There's a tradeoff between the effort involved in writing multiple 
custom record-type classes, and the effort necessary to write the 
generic loading routines plus the effort to massage coerce the 
specifications into a regular, machine-readable format.  I suppose 
that "parsing" may not precisely be the correct term here, but I was 
using it in parallel to, say, ConfigParser and Optparse.  Either 
you're writing code to translate some sort of received specification 
into a usable format, or you're manually pushing bytes around to get 
them into a format that your code *can* translate.  I'd say that my 
creation of custom classes is just a bit further along a continuum 
than your massaging of specification data -- I'm just massaging it 
into Python code instead of CSV tables.

>>I suspect
>>that we're both assuming a case similar to our own personal
>>experiences, which are different enough to lead to different
>>preferred solutions. ;)
> 
> Indeed. You seem to have lead a charmed life; may the wizards and the
> rangers ever continue to protect you from the dark riders! :-)
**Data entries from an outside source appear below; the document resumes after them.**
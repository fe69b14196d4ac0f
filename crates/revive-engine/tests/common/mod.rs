//! Shared domain types for the reviver integration tests.

#![allow(dead_code)]

use revive_core::{
    ConstructionError, FieldTable, HasSchema, ObjectSchema, Revivable, Schema,
};

#[derive(Debug, Default, Clone, PartialEq)]
pub struct JobProperties {
    prop1: String,
}

impl JobProperties {
    pub fn prop1(&self) -> &str {
        &self.prop1
    }
}

impl Revivable for JobProperties {
    const TYPE_NAME: &'static str = "JobProperties";

    fn construct() -> Result<Self, ConstructionError> {
        Ok(Self::default())
    }

    fn fields() -> FieldTable<Self> {
        FieldTable::new().value("prop1", |p: &mut JobProperties, v: String| p.prop1 = v)
    }
}

#[derive(Debug, Default, Clone, PartialEq)]
pub struct Job {
    title: String,
    props: Option<JobProperties>,
}

impl Job {
    pub fn title(&self) -> &str {
        &self.title
    }

    pub fn props(&self) -> Option<&JobProperties> {
        self.props.as_ref()
    }
}

impl Revivable for Job {
    const TYPE_NAME: &'static str = "Job";

    fn construct() -> Result<Self, ConstructionError> {
        Ok(Self::default())
    }

    fn fields() -> FieldTable<Self> {
        FieldTable::new()
            .value("title", |j: &mut Job, title: String| j.title = title)
            .optional("props", |j: &mut Job, props: Option<JobProperties>| {
                j.props = props
            })
    }
}

/// A person whose job is optional and needs an explicit schema.
#[derive(Debug, Default, Clone, PartialEq)]
pub struct Person {
    name: String,
    job: Option<Job>,
}

impl Person {
    pub fn name(&self) -> &str {
        &self.name
    }

    pub fn job(&self) -> Option<&Job> {
        self.job.as_ref()
    }
}

impl Revivable for Person {
    const TYPE_NAME: &'static str = "Person";

    fn construct() -> Result<Self, ConstructionError> {
        Ok(Self::default())
    }

    fn fields() -> FieldTable<Self> {
        FieldTable::new()
            .value("name", |p: &mut Person, name: String| p.name = name)
            .optional("job", |p: &mut Person, job: Option<Job>| p.job = job)
    }
}

/// An employee that reports its own nested schema, including a list of
/// friends of the same type.
#[derive(Debug, Default, Clone, PartialEq)]
pub struct Employee {
    name: String,
    job: Job,
    friends: Vec<Employee>,
}

impl Employee {
    pub fn name(&self) -> &str {
        &self.name
    }

    pub fn job(&self) -> &Job {
        &self.job
    }

    pub fn friends(&self) -> &[Employee] {
        &self.friends
    }
}

impl Revivable for Employee {
    const TYPE_NAME: &'static str = "Employee";

    fn construct() -> Result<Self, ConstructionError> {
        Ok(Self::default())
    }

    fn fields() -> FieldTable<Self> {
        FieldTable::new()
            .value("name", |e: &mut Employee, name: String| e.name = name)
            .instance("job", |e: &mut Employee, job: Job| e.job = job)
            .list("friends", |e: &mut Employee, friends: Vec<Employee>| {
                e.friends = friends
            })
    }

    fn as_has_schema(&self) -> Option<&dyn HasSchema> {
        Some(self)
    }
}

impl HasSchema for Employee {
    fn revive_schema(&self) -> Schema {
        ObjectSchema::of::<Employee>()
            .property(
                "job",
                ObjectSchema::of::<Job>().property("props", Schema::of::<JobProperties>()),
            )
            .property("friends", Schema::array(Schema::of::<Employee>()))
            .into()
    }
}

/// Counts how often its post-revival hook ran.
#[derive(Debug, Default, Clone, PartialEq)]
pub struct Audited {
    label: String,
    hook_runs: u32,
}

impl Audited {
    pub fn label(&self) -> &str {
        &self.label
    }

    pub fn hook_runs(&self) -> u32 {
        self.hook_runs
    }
}

impl Revivable for Audited {
    const TYPE_NAME: &'static str = "Audited";

    fn construct() -> Result<Self, ConstructionError> {
        Ok(Self::default())
    }

    fn fields() -> FieldTable<Self> {
        FieldTable::new().value("label", |a: &mut Audited, label: String| a.label = label)
    }

    fn revived(&mut self) -> Result<(), ConstructionError> {
        if self.label.is_empty() {
            return Err(ConstructionError::new("label must not be empty"));
        }
        self.hook_runs += 1;
        Ok(())
    }
}

/// A type whose construction always fails.
#[derive(Debug)]
pub struct Unbuildable;

impl Revivable for Unbuildable {
    const TYPE_NAME: &'static str = "Unbuildable";

    fn construct() -> Result<Self, ConstructionError> {
        Err(ConstructionError::new("no zero-argument form"))
    }

    fn fields() -> FieldTable<Self> {
        FieldTable::new()
    }
}

/// Holds an `Unbuildable` so construction failures can be observed nested.
#[derive(Debug, Default)]
pub struct Holder;

impl Revivable for Holder {
    const TYPE_NAME: &'static str = "Holder";

    fn construct() -> Result<Self, ConstructionError> {
        Ok(Self)
    }

    fn fields() -> FieldTable<Self> {
        FieldTable::new().instance("inner", |_: &mut Holder, _: Unbuildable| {})
    }
}

/// Reports a schema for a different type, which the reviver rejects.
#[derive(Debug, Default)]
pub struct Confused {
    name: String,
}

impl Revivable for Confused {
    const TYPE_NAME: &'static str = "Confused";

    fn construct() -> Result<Self, ConstructionError> {
        Ok(Self::default())
    }

    fn fields() -> FieldTable<Self> {
        FieldTable::new().value("name", |c: &mut Confused, name: String| c.name = name)
    }

    fn as_has_schema(&self) -> Option<&dyn HasSchema> {
        Some(self)
    }
}

impl HasSchema for Confused {
    fn revive_schema(&self) -> Schema {
        Schema::of::<Person>()
    }
}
Hardly charmed -- more that there's so little regularity in what I'm 
given that massaging it to a standard format is almost as much work as 
just buckling down and retyping it.  My one saving grace is that I'm 
usually able to work with delimited files, rather than 
column-width-specified files.  I'll spare you the rant about my many 
job-related frustrations, but trust me, there ain't no picnics here!

Jeff Shannon
Technician/Programmer
Credit International